Well, in the OP itself, it is talking about building custom equipment for the creatures, because that's sort of a key ingredient in making them useful in any military sense to the fortress:

Regarding the armor, if an integrated sparrowman would become a smith, and reach an attainable high level, he would eventually become inventive and create an armor template for his race. So it would become possible for the player to create new armor for the new humanoids in the civilization. 

Besides, these minor side-discussions should take place, and it's not like it wouldn't be even more annoying to have a hundred new threads that only go on for a few paragraphs discussing small side-points to a central topic. 

It's not like the topic can't change back or forth on a whim whenever there are more things to add to one of the topics of discussion, and I did three posts in a row a little while back on three separate topics. :P

Besides, I find it hard to find ANY topic of conversation that nobody is going to complain about.  Talking about how other creatures are different from dwarves?  Talking about how to have meaningful interactions between those creatures and dwarves?

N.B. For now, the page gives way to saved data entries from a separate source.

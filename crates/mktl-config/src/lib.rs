//! The mKTL configuration store: blocks of item metadata keyed by a
//! daemon-minted UUID, a process-wide cache of every block seen so far, a
//! provenance chain recording how each block was learned, and a
//! deterministic content hash used to short-circuit re-fetching configuration
//! that hasn't changed.

pub mod block;
pub mod cache;
pub mod error;
pub mod file;
pub mod hash;
pub mod port;
pub mod provenance;

pub use block::{Block, ItemConfig};
pub use error::Error;
pub use hash::generate_hash;
pub use provenance::{match_provenance, ProvenanceStratum};

pub type Result<T> = std::result::Result<T, Error>;
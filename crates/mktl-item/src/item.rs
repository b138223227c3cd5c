//! `Item`: the unit of addressable state in a store. Every item knows
//! whether it is authoritative (this process is the daemon originating the
//! value) or a client-side cache of a value published elsewhere, and
//! carries the machinery -- subscription state, callbacks, optional
//! polling -- needed to keep that cache current.

use std::sync::atomic::{AtomicU8, Ordering};
use std::sync::Arc;
use std::time::{Duration, SystemTime, UNIX_EPOCH};

use mktl_config::ProvenanceStratum;
use mktl_core::{Message, MsgType, Payload, Value};
use mktl_net::{PublishSession, RequestSession, SubscribeSession};
use mktl_persist::Flusher;
use parking_lot::{Mutex, RwLock};
use tracing::{debug, warn};

use crate::error::{Error, Result};
use crate::poller::{Poller, PollTarget};
use crate::updater::Updater;
use crate::weakref::{Callback, WeakCallback};

/// Subscription lifecycle for a client-side item: it starts out with no
/// live connection, moves to `Priming` once a subscribe connection is
/// established but the initial value hasn't arrived yet, then `Subscribed`
/// once a first update has landed.
#[derive(Debug, Clone, Copy, PartialEq, Eq)]
#[repr(u8)]
pub enum ItemState {
    Unsubscribed = 0,
    Priming = 1,
    Subscribed = 2,
}

impl ItemState {
    fn from_u8(v: u8) -> Self {
        match v {
            1 => ItemState::Priming,
            2 => ItemState::Subscribed,
            _ => ItemState::Unsubscribed,
        }
    }
}

fn now() -> f64 {
    SystemTime::now().duration_since(UNIX_EPOCH).unwrap_or_default().as_secs_f64()
}

/// Default, enumerator-agnostic rendering of a value for [`Item::formatted`].
fn value_to_string(value: &Value) -> String {
    match value {
        Value::Null => String::new(),
        Value::Bool(b) => b.to_string(),
        Value::Int(i) => i.to_string(),
        Value::Float(f) => f.to_string(),
        Value::String(s) => s.clone(),
        other => serde_json::to_string(other).unwrap_or_default(),
    }
}

/// How this process relates to an item's authoritative value.
pub enum Authority {
    /// This process is the daemon originating the value; publishes go out
    /// over `publish`.
    Daemon { publish: Arc<PublishSession> },
    /// The authoritative daemon lives elsewhere, reachable at `rep_host:rep_port`
    /// for request/response and `pub_host:pub_port` for subscribing.
    Client {
        request: Arc<RequestSession>,
        pub_host: String,
        pub_port: u16,
        subscribe: Mutex<Option<SubscribeSession>>,
    },
}

pub struct Item {
    pub store: String,
    pub key: String,
    pub provenance: Vec<ProvenanceStratum>,
    authority: Authority,
    state: AtomicU8,
    value: RwLock<Option<(Value, f64)>>,
    callbacks: Mutex<Vec<WeakCallback>>,
    poller: Mutex<Option<Poller>>,
    poll_target: Mutex<Option<Arc<PollTarget>>>,
    updater: Mutex<Option<Updater>>,
    validator: Mutex<Option<Arc<dyn Fn(&Value) -> Result<()> + Send + Sync>>>,
    /// Daemon-side hook producing a fresh reading (e.g. from hardware),
    /// consulted by [`Item::req_poll`]. Items with no refresher just report
    /// whatever is already cached.
    refresher: Mutex<Option<Arc<dyn Fn() -> Value + Send + Sync>>>,
    /// Background flusher this item's authoritative publishes are mirrored
    /// to, if persistence has been wired in for this daemon.
    persist: Mutex<Option<Arc<Flusher>>>,
    enumerators: Mutex<Option<std::collections::BTreeMap<String, String>>>,
}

Talking about how to equip those other creatures besides dwarves?  All these different topics have been complained about.  The argument seems to be that people want to discuss only a "simple" system with just one or two features, and that any further discussion beyond everyone just agreeing on that one point is somehow derailment.  If we all just agree to a limited and incomplete system, however, there's nothing left to discuss, making the whole thread useless, which is why it seems so largely contrarian to argue that talking about how to make the proposed system actually make sense.  It's like all they're arguing for is that other people shouldn't be able to talk about anything.

If the idea of having multi-racial forts is to make any sense, you need to have an agreement on how these other races will be different, how they will be able to contribute to the fortress in meaningful ways, and what factors you will need to balance, both in keeping relations good, and in simply making your "money's worth" in terms of making the alternative humanoids provide benefits great enough to make up for the disadvantages of having to actually care about their different needs.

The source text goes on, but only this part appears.